The Truffle Hunters (Dec. 25)
If you’re in need of an instant serotonin boost, I can’t stress enough how delightful this documentary about elderly Italian men and their dogs is. One of the breakout hits from last year’s Sundance Film Festival, The Truffle Hunters follows a handful of the titular scavengers hunting for rare and expensive white Alba truffles deep in the woods of Northern Italy. A celebration of agrarian traditions that also recognizes its eccentricities, the documentary offers a uniquely prepared dish with a colorful cast of characters. 
Coming to VOD and select theaters

News of the World (Dec. 25)
Good luck convincing your family to go see Promising Young Woman on Christmas Day after your dad finds out there’s a new Tom Hanks movie. Hanks stars as a widowed Civil War veteran in this western helmed by his former Captain Phillips director Paul Greengrass. Tasked with delivering a young girl taken by members of the Kiowa tribe back to the surviving members of her family, the duo embark on a journey across treacherous terrain where they face all manner of danger. 

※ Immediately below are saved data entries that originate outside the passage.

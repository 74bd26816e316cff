//! Composite event keys of the form `<namespace>.<method>.<path>`.
//!
//! Example: `svc.get./users/:id`  =>  method `get`, path `/users/{id}`.
//!
//! Paths are declared with colon-style parameters; OAS takes the brace
//! style, so every `:token` rewrites to `{token}`.

use crate::Result;
use anyhow::bail;
use regex::Regex;

#[derive(Debug, Clone, PartialEq, Eq)]
pub struct EventKey {
    pub method: String,
    pub path: String,
}

impl EventKey {
    /// Split a raw key on dots: index 0 is the namespace (unused), index 1
    /// the HTTP method (taken verbatim), index 2 the URL path. Segments
    /// past index 2 are ignored. Fewer than three segments is an error.
    pub fn parse(raw: &str) -> Result<EventKey> {
        let mut parts = raw.split('.');
        let _namespace = parts.next();

        let method = match parts.next() {
            Some(m) if !m.is_empty() => m.to_string(),
            _ => bail!("event key {:?} has no method segment", raw),
        };

        let path = match parts.next() {
            Some(p) if !p.is_empty() => p,
            _ => bail!("event key {:?} has no path segment", raw),
        };

        let re = Regex::new(r":([^/]+)")?;
        let path = re.replace_all(path, "{$1}").into_owned();

        Ok(EventKey { method, path })
    }
}

#[cfg(test)]
mod tests {
    use super::*;
    use pretty_assertions::assert_eq;

    #[test]
    fn parses_method_and_path() {
        let key = EventKey::parse("svc.get./users/:id").unwrap();
        assert_eq!(key.method, "get");
        assert_eq!(key.path, "/users/{id}");
    }

    #[test]
    fn rewrites_every_param() {
        let key = EventKey::parse("svc.put./orgs/:org/users/:user").unwrap();
        assert_eq!(key.path, "/orgs/{org}/users/{user}");
    }

    #[test]
    fn plain_paths_pass_through() {
        let key = EventKey::parse("svc.post./users").unwrap();
        assert_eq!(key.method, "post");
        assert_eq!(key.path, "/users");
    }

    #[test]
    fn ignores_segments_past_the_path() {
        // Dots are key separators, so a dot inside the path truncates it.
        let key = EventKey::parse("svc.get./users.trailing").unwrap();
        assert_eq!(key.path, "/users");
    }

    #[test]
    fn rejects_short_keys() {
        assert!(EventKey::parse("svc").is_err());
        assert!(EventKey::parse("svc.get").is_err());
        assert!(EventKey::parse("").is_err());
    }
}
//! Base document template plus the optional `swagger.json` info override.

use crate::Result;
use anyhow::Context;
use serde_json::{Value, json};
use std::path::Path;

/// Static scaffold every generated document starts from.
pub fn base_spec() -> Value {
    json!({
        "openapi": "3.0.0",
        "info": {
            "version": "0.0.1",
            "title": "Sample Microservice",
            "description": "API calls generated from the declared events"
        },
        "servers": [
            {
                "url": "http://localhost:3000",
                "description": "Public API server"
            }
        ],
        "paths": {}
    })
}

/// Replace the template's `info` block with the one from
/// `<config_dir>/swagger.json`, when that file exists. Every other field
/// of the override file is ignored; an override without an `info` block
/// yields an empty one.
pub fn apply_info_override(spec: &mut Value, config_dir: &Path) -> Result<()> {
    let path = config_dir.join("swagger.json");
    if !path.exists() {
        return Ok(());
    }

    let text =
        std::fs::read_to_string(&path).with_context(|| format!("read {}", path.display()))?;
    let custom: Value =
        serde_json::from_str(&text).with_context(|| format!("parse JSON {}", path.display()))?;

    spec["info"] = custom.get("info").cloned().unwrap_or_else(|| json!({}));
    Ok(())
}
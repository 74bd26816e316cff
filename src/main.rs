use apidoc_gen::swagger;
use clap::{Parser, Subcommand};
use std::path::{Path, PathBuf};
use tracing::{error, info};
use tracing_subscriber::EnvFilter;

#[derive(Parser)]
#[command(name = "apidoc-gen")]
#[command(about = "Event-definition to OpenAPI document generator", long_about = None)]
struct Cli {
    #[command(subcommand)]
    cmd: Commands,
}

#[derive(Subcommand)]
enum Commands {
    /// Generate the API document from event and definition YAMLs.
    Generate {
        /// Directory of event definition YAMLs.
        #[arg(long, default_value = "src/events")]
        events: PathBuf,

        /// Directory (or single file) of model definition YAMLs.
        #[arg(long, default_value = "src/definitions")]
        definitions: PathBuf,

        /// Directory optionally holding a swagger.json info override.
        #[arg(long, default_value = "config")]
        config: PathBuf,

        #[arg(short = 'o', long, default_value = "docs/api-doc.yaml")]
        out: PathBuf,
    },
}

fn main() {
    tracing_subscriber::fmt()
        .with_env_filter(
            EnvFilter::try_from_default_env().unwrap_or_else(|_| EnvFilter::new("info")),
        )
        .init();

    let cli = Cli::parse();

    match cli.cmd {
        Commands::Generate {
            events,
            definitions,
            config,
            out,
        } => {
            // Event loading is the one fatal path; nothing is written then.
            let spec = match swagger::generate(&events, &definitions, &config) {
                Ok(spec) => spec,
                Err(err) => {
                    error!("error in reading event YAMLs: {:#}", err);
                    std::process::exit(1);
                }
            };

            match write_spec(&spec, &out) {
                Ok(()) => info!("{} saved", out.display()),
                Err(err) => error!("error in generating {}: {:#}", out.display(), err),
            }
        }
    }
}

fn write_spec(spec: &serde_json::Value, out: &Path) -> apidoc_gen::Result<()> {
    let text = serde_yaml::to_string(spec)?;
    if let Some(parent) = out.parent() {
        if !parent.as_os_str().is_empty() {
            std::fs::create_dir_all(parent)?;
        }
    }
    std::fs::write(out, text)?;
    Ok(())
}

Coming to select theaters 

One Night in Miami (Dec. 25)
Having quietly helmed episodes of series like Scandal and Insecure while winning every acting award under the sun, Regina King makes her feature directorial debut with One Night in Miami… Adapted by Kemp Powers from his play of the same night, the drama recounts a fictionalized celebration between Muhammad Ali, Jim Brown, Sam Cooke, and Malcolm X following Ali’s unexpected title win over Sonny Liston in 1964. Powerfully acted by its quartet of leads in a story that packs a timely punch, One Night in Miami… suggests a promising future for King’s directing career.